• _TASK_
Every entry must be output exactly as it was written.

• _Data extracted from a collection_
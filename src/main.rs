use anyhow::{ensure, Context, Result};
use clap::Parser;
use log::debug;

use counter_stamp::{Config, Generator};

fn main() -> Result<()> {
    let config = Config::parse();

    env_logger::Builder::new()
        .filter_level(config.verbose.log_level_filter())
        .init();

    debug!("Config: {:?}", config);

    config.validate()?;
    ensure!(
        config.source_image.exists(),
        "Source image does not exist: {}",
        config.source_image.display()
    );
    ensure!(
        config.font_path.exists(),
        "Font file does not exist: {}",
        config.font_path.display()
    );

    let generator = Generator::with_font_file(config).context("Failed to load font")?;
    let written = generator.run().with_context(|| {
        format!(
            "Failed to generate images into {}",
            generator.config().output_dir.display()
        )
    })?;

    println!(
        "全ての画像生成が完了しました: {} 枚 ({})",
        written.len(),
        generator.config().output_dir.display()
    );

    Ok(())
}
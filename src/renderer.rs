use std::fs;
use std::mem;
use std::path::Path;

use ab_glyph::{FontVec, PxScale};
use image::{DynamicImage, Rgba};
use imageproc::drawing::{draw_text_mut, text_size, Blend};

use crate::errors::{Result, StampError};
use crate::traits::TextRenderer;

/// Font file loaded once and rendered at a fixed pixel size.
pub struct GlyphRenderer {
    font: FontVec,
    scale: PxScale,
}

impl GlyphRenderer {
    pub fn new(font_path: &Path, font_size: f32) -> Result<Self> {
        let data = fs::read(font_path).map_err(|e| StampError::FileSystem {
            path: font_path.to_path_buf(),
            operation: "フォント読み込み".to_string(),
            source: e,
        })?;

        let font = FontVec::try_from_vec(data).map_err(|e| StampError::Font {
            path: font_path.to_path_buf(),
            source: Box::new(e),
        })?;

        Ok(Self::from_font(font, font_size))
    }

    pub fn from_font(font: FontVec, font_size: f32) -> Self {
        Self {
            font,
            scale: PxScale::from(font_size),
        }
    }
}

impl TextRenderer for GlyphRenderer {
    fn measure(&self, text: &str) -> (u32, u32) {
        text_size(self.scale, &self.font, text)
    }

    fn draw(&self, image: &mut DynamicImage, x: i32, y: i32, color: Rgba<u8>, text: &str) {
        blend_onto(image, |canvas| {
            draw_text_mut(canvas, color, x, y, self.scale, &self.font, text)
        });
    }
}

/// Runs `draw` on an alpha-blending canvas over `image`.
///
/// The image stays in its own colour type; only the pixels `draw` touches are
/// converted through `Rgba<u8>`.
pub(crate) fn blend_onto(image: &mut DynamicImage, draw: impl FnOnce(&mut Blend<DynamicImage>)) {
    let mut canvas = Blend(mem::take(image));
    draw(&mut canvas);
    *image = canvas.0;
}
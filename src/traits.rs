use image::{DynamicImage, Rgba};

/// テキスト描画の抽象化
///
/// フォント実装に依存せず、スタンプ処理をテストできるようにする
pub trait TextRenderer: Send + Sync {
    /// 描画した場合のテキストの幅と高さ（ピクセル）
    fn measure(&self, text: &str) -> (u32, u32);

    /// 左上を (x, y) としてテキストを描画する。画像外の部分は切り捨てられる
    fn draw(&self, image: &mut DynamicImage, x: i32, y: i32, color: Rgba<u8>, text: &str);
}
//! CLI commands.
//!
//! Each command loads its input, runs the relevant stage, prints results to
//! stdout, and reports problems on stderr. Lexical errors are not fatal to
//! the scan itself - the scanner always completes - but any recorded error
//! makes the command exit non-zero.

use nova_ir::{Arena, TokenList};
use nova_lexer_core::SourceBuffer;
use std::path::Path;
use std::process::ExitCode;
use tracing::debug;

use crate::input;

/// `nova lex <file>`: scan a source file and dump the token stream.
pub fn lex_file(path: &str) -> ExitCode {
    let arena = Arena::new();
    let source = match input::load_source_in(&arena, Path::new(path)) {
        Ok(text) => text,
        Err(err) => {
            eprintln!("error: {err}");
            return ExitCode::FAILURE;
        }
    };
    debug!(bytes = source.len(), "source loaded");

    let buffer = SourceBuffer::new(source);
    let (tokens, errors) = nova_lexer::lex(&buffer);
    debug!(
        tokens = tokens.len(),
        errors = errors.len(),
        "scan complete"
    );

    print_tokens(&tokens);

    if errors.is_empty() {
        ExitCode::SUCCESS
    } else {
        for error in &errors {
            eprintln!("error: {path}:{error}");
        }
        eprintln!(
            "{} error{} found",
            errors.len(),
            if errors.len() == 1 { "" } else { "s" }
        );
        ExitCode::FAILURE
    }
}

/// `nova info <file>`: file metadata and a short content preview.
pub fn info_file(path: &str) -> ExitCode {
    const PREVIEW_LINES: usize = 10;

    let source = match input::load_source(Path::new(path)) {
        Ok(text) => text,
        Err(err) => {
            eprintln!("error: {err}");
            return ExitCode::FAILURE;
        }
    };

    let lines = source.lines().count();

    println!("=== File Information ===");
    println!("Path:  {path}");
    println!("Size:  {} bytes", source.len());
    println!("Lines: {lines}");
    println!("Preview:");
    println!("----------------");
    for line in source.lines().take(PREVIEW_LINES) {
        println!("{line}");
    }
    if lines > PREVIEW_LINES {
        println!("... (truncated)");
    }
    println!("----------------");
    ExitCode::SUCCESS
}

/// One line per token: position, category, lexeme.
fn print_tokens(tokens: &TokenList<'_>) {
    for token in tokens {
        let location = format!("{}", token.pos);
        let kind = format!("{:?}", token.kind);
        println!("{location:>8}  {kind:<12} {:?}", token.text);
    }
}
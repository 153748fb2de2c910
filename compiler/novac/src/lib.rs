//! Nova compiler driver.
//!
//! Thin glue around the compiler crates: source loading and validation
//! ([`input`]), and the CLI commands ([`commands`]). The interesting work
//! happens in `nova_lexer`; this crate owns the per-compilation
//! [`Arena`](nova_ir::Arena) and decides what counts as a fatal outcome.

pub mod commands;
pub mod input;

• _COMPLETED EXERCISE_
filename src/main.rs
use anyhow::{ensure, Context, Result};
use clap::Parser;
use log::debug;

use counter_stamp::{Config, Generator};

fn main() -> Result<()> {
    let config = Config::parse();

    env_logger::Builder::new()
        .filter_level(config.verbose.log_level_filter())
        .init();

    debug!("Config: {:?}", config);

    config.validate()?;
    ensure!(
        config.source_image.exists(),
        "Source image does not exist: {}",
        config.source_image.display()
    );
    ensure!(
        config.font_path.exists(),
        "Font file does not exist: {}",
        config.font_path.display()
    );

    let generator = Generator::with_font_file(config).context("Failed to load font")?;
    let written = generator.run().with_context(|| {
        format!(
            "Failed to generate images into {}",
            generator.config().output_dir.display()
        )
    })?;

    println!(
        "全ての画像生成が完了しました: {} 枚 ({})",
        written.len(),
        generator.config().output_dir.display()
    );

    Ok(())
}
filename src/renderer.rs
use std::fs;
use std::mem;
use std::path::Path;

use ab_glyph::{FontVec, PxScale};
use image::{DynamicImage, Rgba};
use imageproc::drawing::{draw_text_mut, text_size, Blend};

use crate::errors::{Result, StampError};
use crate::traits::TextRenderer;

/// Font file loaded once and rendered at a fixed pixel size.
pub struct GlyphRenderer {
    font: FontVec,
    scale: PxScale,
}

impl GlyphRenderer {
    pub fn new(font_path: &Path, font_size: f32) -> Result<Self> {
        let data = fs::read(font_path).map_err(|e| StampError::FileSystem {
            path: font_path.to_path_buf(),
            operation: "フォント読み込み".to_string(),
            source: e,
        })?;

        let font = FontVec::try_from_vec(data).map_err(|e| StampError::Font {
            path: font_path.to_path_buf(),
            source: Box::new(e),
        })?;

        Ok(Self::from_font(font, font_size))
    }

    pub fn from_font(font: FontVec, font_size: f32) -> Self {
        Self {
            font,
            scale: PxScale::from(font_size),
        }
    }
}

impl TextRenderer for GlyphRenderer {
    fn measure(&self, text: &str) -> (u32, u32) {
        text_size(self.scale, &self.font, text)
    }

    fn draw(&self, image: &mut DynamicImage, x: i32, y: i32, color: Rgba<u8>, text: &str) {
        blend_onto(image, |canvas| {
            draw_text_mut(canvas, color, x, y, self.scale, &self.font, text)
        });
    }
}

/// Runs `draw` on an alpha-blending canvas over `image`.
///
/// The image stays in its own colour type; only the pixels `draw` touches are
/// converted through `Rgba<u8>`.
pub(crate) fn blend_onto(image: &mut DynamicImage, draw: impl FnOnce(&mut Blend<DynamicImage>)) {
    let mut canvas = Blend(mem::take(image));
    draw(&mut canvas);
    *image = canvas.0;
}
filename src/traits.rs
use image::{DynamicImage, Rgba};

/// テキスト描画の抽象化
///
/// フォント実装に依存せず、スタンプ処理をテストできるようにする
pub trait TextRenderer: Send + Sync {
    /// 描画した場合のテキストの幅と高さ（ピクセル）
    fn measure(&self, text: &str) -> (u32, u32);

    /// 左上を (x, y) としてテキストを描画する。画像外の部分は切り捨てられる
    fn draw(&self, image: &mut DynamicImage, x: i32, y: i32, color: Rgba<u8>, text: &str);
}
//! CLI commands.
//!
//! Each command loads its input, runs the relevant stage, prints results to
//! stdout, and reports problems on stderr. Lexical errors are not fatal to
//! the scan itself - the scanner always completes - but any recorded error
//! makes the command exit non-zero.

use nova_ir::{Arena, TokenList};
use nova_lexer_core::SourceBuffer;
use std::path::Path;
use std::process::ExitCode;
use tracing::debug;

use crate::input;

/// `nova lex <file>`: scan a source file and dump the token stream.
pub fn lex_file(path: &str) -> ExitCode {
    let arena = Arena::new();
    let source = match input::load_source_in(&arena, Path::new(path)) {
        Ok(text) => text,
        Err(err) => {
            eprintln!("error: {err}");
            return ExitCode::FAILURE;
        }
    };
    debug!(bytes = source.len(), "source loaded");

    let buffer = SourceBuffer::new(source);
    let (tokens, errors) = nova_lexer::lex(&buffer);
    debug!(
        tokens = tokens.len(),
        errors = errors.len(),
        "scan complete"
    );

    print_tokens(&tokens);

    if errors.is_empty() {
        ExitCode::SUCCESS
    } else {
        for error in &errors {
            eprintln!("error: {path}:{error}");
        }
        eprintln!(
            "{} error{} found",
            errors.len(),
            if errors.len() == 1 { "" } else { "s" }
        );
        ExitCode::FAILURE
    }
}

/// `nova info <file>`: file metadata and a short content preview.
pub fn info_file(path: &str) -> ExitCode {
    const PREVIEW_LINES: usize = 10;

    let source = match input::load_source(Path::new(path)) {
        Ok(text) => text,
        Err(err) => {
            eprintln!("error: {err}");
            return ExitCode::FAILURE;
        }
    };

    let lines = source.lines().count();

    println!("=== File Information ===");
    println!("Path:  {path}");
    println!("Size:  {} bytes", source.len());
    println!("Lines: {lines}");
    println!("Preview:");
    println!("----------------");
    for line in source.lines().take(PREVIEW_LINES) {
        println!("{line}");
    }
    if lines > PREVIEW_LINES {
        println!("... (truncated)");
    }
    println!("----------------");
    ExitCode::SUCCESS
}

/// One line per token: position, category, lexeme.
fn print_tokens(tokens: &TokenList<'_>) {
    for token in tokens {
        let location = format!("{}", token.pos);
        let kind = format!("{:?}", token.kind);
        println!("{location:>8}  {kind:<12} {:?}", token.text);
    }
}
repository 153748fb2de2c910
filename compiler/novac/src/lib.rs
//! Nova compiler driver.
//!
//! Thin glue around the compiler crates: source loading and validation
//! ([`input`]), and the CLI commands ([`commands`]). The interesting work
//! happens in `nova_lexer`; this crate owns the per-compilation
//! [`Arena`](nova_ir::Arena) and decides what counts as a fatal outcome.

pub mod commands;
pub mod input;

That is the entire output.